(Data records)
Start of Block
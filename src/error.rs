//! Error taxonomy for trial-log compilation

use std::path::PathBuf;

use thiserror::Error;

/// Errors raised while reading trial logs and producing heatmaps.
///
/// `MalformedRecord` is recoverable: the parser records it as a diagnostic and
/// moves on to the next line. Everything else stops the current file (parse
/// errors) or the whole run (configuration and output errors).
#[derive(Debug, Error)]
pub enum CompileError {
    #[error("line {line}: {reason}")]
    MalformedRecord { line: usize, reason: String },

    #[error("line {line}: unknown model '{name}'")]
    UnknownModel { line: usize, name: String },

    #[error("line {line}: {field} is not an integer: '{value}'")]
    UnparsableNumeric {
        line: usize,
        field: &'static str,
        value: String,
    },

    #[error("failed to read {}: {source}", path.display())]
    Io {
        path: PathBuf,
        #[source]
        source: std::io::Error,
    },

    #[error("cannot create output directory {}: {source}", path.display())]
    OutputPathUnavailable {
        path: PathBuf,
        #[source]
        source: std::io::Error,
    },

    #[error("failed to write image {}: {source}", path.display())]
    ImageWrite {
        path: PathBuf,
        #[source]
        source: image::ImageError,
    },

    #[error("invalid configuration: {0}")]
    Config(String),

    #[error("no input files found in {}", dir.display())]
    NoInputs { dir: PathBuf },

    #[error("{}: {source}", path.display())]
    InFile {
        path: PathBuf,
        #[source]
        source: Box<CompileError>,
    },
}

impl CompileError {
    /// Attach the file a parse error came from.
    pub fn in_file(self, path: impl Into<PathBuf>) -> Self {
        CompileError::InFile {
            path: path.into(),
            source: Box::new(self),
        }
    }

    /// True for errors that abort a single input file rather than the run.
    pub fn is_file_local(&self) -> bool {
        match self {
            CompileError::UnknownModel { .. }
            | CompileError::UnparsableNumeric { .. }
            | CompileError::Io { .. } => true,
            CompileError::InFile { source, .. } => source.is_file_local(),
            _ => false,
        }
    }
}

pub type Result<T, E = CompileError> = std::result::Result<T, E>;

#[cfg(test)]
mod tests {
    use super::*;

    #[test]
    fn test_in_file_message_names_path() {
        let err = CompileError::UnknownModel {
            line: 3,
            name: "astar".to_string(),
        }
        .in_file("results_bd/run.txt");

        let message = err.to_string();
        assert!(message.contains("results_bd/run.txt"));
        assert!(message.contains("unknown model 'astar'"));
        assert!(err.is_file_local());
    }

    #[test]
    fn test_malformed_record_message() {
        let err = CompileError::MalformedRecord {
            line: 7,
            reason: "empty level name".to_string(),
        };
        assert_eq!(err.to_string(), "line 7: empty level name");
        assert!(!err.is_file_local());
    }

    #[test]
    fn test_config_errors_are_not_file_local() {
        let err = CompileError::Config("file and latest both set".to_string());
        assert!(!err.is_file_local());
    }
}
//! Trial log parser
//!
//! Turns whole log files into [`ParsedLog`]s and merges several files into
//! one trial set for a compilation run.

use std::fs;
use std::path::{Path, PathBuf};

use log::{error, info, warn};
use serde::Serialize;

use super::record::{ParseOptions, ParsedLine, TrialRecord, parse_line};
use crate::error::{CompileError, Result};
use crate::registry::ModelRegistry;

/// Inclusive range of seeds observed across parsed lines
#[derive(Debug, Clone, Copy, PartialEq, Eq, Serialize)]
pub struct SeedRange {
    pub min: i64,
    pub max: i64,
}

impl SeedRange {
    pub fn single(seed: i64) -> Self {
        Self {
            min: seed,
            max: seed,
        }
    }

    pub fn include(&mut self, seed: i64) {
        self.min = self.min.min(seed);
        self.max = self.max.max(seed);
    }

    pub fn union(self, other: SeedRange) -> Self {
        Self {
            min: self.min.min(other.min),
            max: self.max.max(other.max),
        }
    }

    /// Number of seeds in the range, `max - min + 1`
    pub fn span(&self) -> u64 {
        self.max.abs_diff(self.min).saturating_add(1)
    }
}

/// Diagnostic for a line that was skipped as malformed
#[derive(Debug, Clone, PartialEq, Eq, Serialize)]
pub struct MalformedLine {
    pub line_number: usize,
    pub field_count: usize,
    /// Rendered [`CompileError::MalformedRecord`]
    pub message: String,
    pub content: String,
}

/// Parsed contents of one or more log files
#[derive(Debug, Clone, Default, PartialEq, Eq)]
pub struct ParsedLog {
    /// Retained trials in file order
    pub records: Vec<TrialRecord>,
    /// Distinct levels in first-encounter order, including levels whose
    /// trials were all excluded by only-solved filtering
    pub levels: Vec<String>,
    pub seed_range: Option<SeedRange>,
    pub malformed: Vec<MalformedLine>,
}

impl ParsedLog {
    pub fn is_empty(&self) -> bool {
        self.levels.is_empty()
    }

    pub fn level_count(&self) -> usize {
        self.levels.len()
    }

    fn note_level(&mut self, level: &str) {
        if !self.levels.iter().any(|l| l == level) {
            self.levels.push(level.to_string());
        }
    }

    fn note_seed(&mut self, seed: i64) {
        match &mut self.seed_range {
            Some(range) => range.include(seed),
            None => self.seed_range = Some(SeedRange::single(seed)),
        }
    }

    /// Append another log, keeping first-encounter level order
    pub fn merge(&mut self, other: ParsedLog) {
        for level in &other.levels {
            self.note_level(level);
        }
        self.seed_range = match (self.seed_range, other.seed_range) {
            (Some(a), Some(b)) => Some(a.union(b)),
            (a, b) => a.or(b),
        };
        self.records.extend(other.records);
        self.malformed.extend(other.malformed);
    }
}

/// Parse log content (for testing or in-memory parsing).
///
/// Either the whole content parses or nothing is returned: an unknown model
/// or unparsable number anywhere discards the content entirely.
pub fn parse_log_content(
    content: &str,
    registry: &ModelRegistry,
    options: ParseOptions,
) -> Result<ParsedLog> {
    let mut parsed = ParsedLog::default();

    for (idx, line) in content.lines().enumerate() {
        let line_number = idx + 1;
        match parse_line(line, line_number, registry, options)? {
            ParsedLine::Blank => {}
            ParsedLine::Malformed { fields, reason } => {
                let diagnostic = CompileError::MalformedRecord {
                    line: line_number,
                    reason,
                };
                warn!("Bad format data, {}: {}", diagnostic, line);
                parsed.malformed.push(MalformedLine {
                    line_number,
                    field_count: fields,
                    message: diagnostic.to_string(),
                    content: line.to_string(),
                });
            }
            ParsedLine::Excluded { level, seed } => {
                parsed.note_seed(seed);
                parsed.note_level(&level);
            }
            ParsedLine::Trial(record) => {
                parsed.note_seed(record.seed);
                parsed.note_level(&record.level);
                parsed.records.push(record);
            }
        }
    }

    Ok(parsed)
}

/// Parse a trial log file
pub fn parse_log_file<P: AsRef<Path>>(
    path: P,
    registry: &ModelRegistry,
    options: ParseOptions,
) -> Result<ParsedLog> {
    let path = path.as_ref();
    let content = fs::read_to_string(path).map_err(|source| CompileError::Io {
        path: path.to_path_buf(),
        source,
    })?;

    parse_log_content(&content, registry, options).map_err(|e| e.in_file(path))
}

/// A file that could not be compiled
#[derive(Debug, Clone, Serialize)]
pub struct FileFailure {
    pub path: PathBuf,
    pub reason: String,
}

/// Trials gathered from a set of files
#[derive(Debug, Default)]
pub struct LoadedTrials {
    pub log: ParsedLog,
    pub files_read: Vec<PathBuf>,
    pub failures: Vec<FileFailure>,
}

/// Parse every file and merge the successful ones.
///
/// A file that fails with a file-local error contributes nothing; the
/// failure is logged and returned alongside the merged trials so the caller
/// can decide the exit status. Any other error aborts the whole load.
pub fn load_trial_files(
    paths: &[PathBuf],
    registry: &ModelRegistry,
    options: ParseOptions,
) -> Result<LoadedTrials> {
    let mut loaded = LoadedTrials::default();

    for path in paths {
        match parse_log_file(path, registry, options) {
            Ok(parsed) => {
                info!(
                    "Parsed {}: {} trials, {} levels, {} malformed lines",
                    path.display(),
                    parsed.records.len(),
                    parsed.levels.len(),
                    parsed.malformed.len()
                );
                loaded.log.merge(parsed);
                loaded.files_read.push(path.clone());
            }
            Err(err) if !err.is_file_local() => return Err(err),
            Err(err) => {
                error!("Skipping {}: {}", path.display(), err);
                loaded.failures.push(FileFailure {
                    path: path.clone(),
                    reason: err.to_string(),
                });
            }
        }
    }

    Ok(loaded)
}
//! Display mask
//!
//! `true` hides a cell. Only the structurally-empty half of an
//! order-collapsed matrix is hidden, so no populated cell is ever masked.

use crate::matrix::{OrderPolicy, PairMatrix};

pub fn build_mask(size: usize, order: OrderPolicy) -> PairMatrix<bool> {
    PairMatrix::from_fn(size, |row, col| !order.is_canonical(row, col))
}

#[cfg(test)]
mod tests {
    use super::*;
    use crate::matrix::{ObservedValue, build_level_matrices};
    use crate::registry::ModelRegistry;
    use crate::trials::{ParseOptions, parse_log_content};

    #[test]
    fn test_collapsed_mask_hides_upper_triangle() {
        let mask = build_mask(7, OrderPolicy::Collapsed);

        assert!(*mask.at(0, 1));
        assert!(*mask.at(2, 6));
        assert!(!mask.at(3, 3));
        assert!(!mask.at(6, 0));
        assert_eq!(mask.iter().filter(|(_, _, hidden)| **hidden).count(), 21);
    }

    #[test]
    fn test_ordered_mask_hides_nothing() {
        let mask = build_mask(8, OrderPolicy::Ordered);
        assert!(mask.iter().all(|(_, _, hidden)| !hidden));
    }

    #[test]
    fn test_mask_never_hides_populated_cells() {
        let registry = ModelRegistry::extended();
        let log = parse_log_content(
            "lvl;mac;still;1;10\nlvl;still;mac;1;20\nlvl;bd;mac1;2;30\nlvl;up;up;3;40\n",
            &registry,
            ParseOptions::default(),
        )
        .unwrap();

        for order in [OrderPolicy::Ordered, OrderPolicy::Collapsed] {
            let matrices =
                build_level_matrices(&log, registry.len(), order, ObservedValue::Outcome);
            let mask = build_mask(registry.len(), order);
            for (_, matrix) in &matrices.levels {
                for (row, col, cell) in matrix.iter() {
                    if !cell.is_empty() {
                        assert!(!mask.at(row, col), "populated ({}, {}) masked", row, col);
                    }
                }
            }
        }
    }
}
End of Block
• **Task statement**
Lines with "hidden": find them in the data and copy each one.

• **Output of the task**
//! order-collapsed matrix is hidden, so no populated cell is ever masked.
        assert_eq!(mask.iter().filter(|(_, _, hidden)| **hidden).count(), 21);
        assert!(mask.iter().all(|(_, _, hidden)| !hidden));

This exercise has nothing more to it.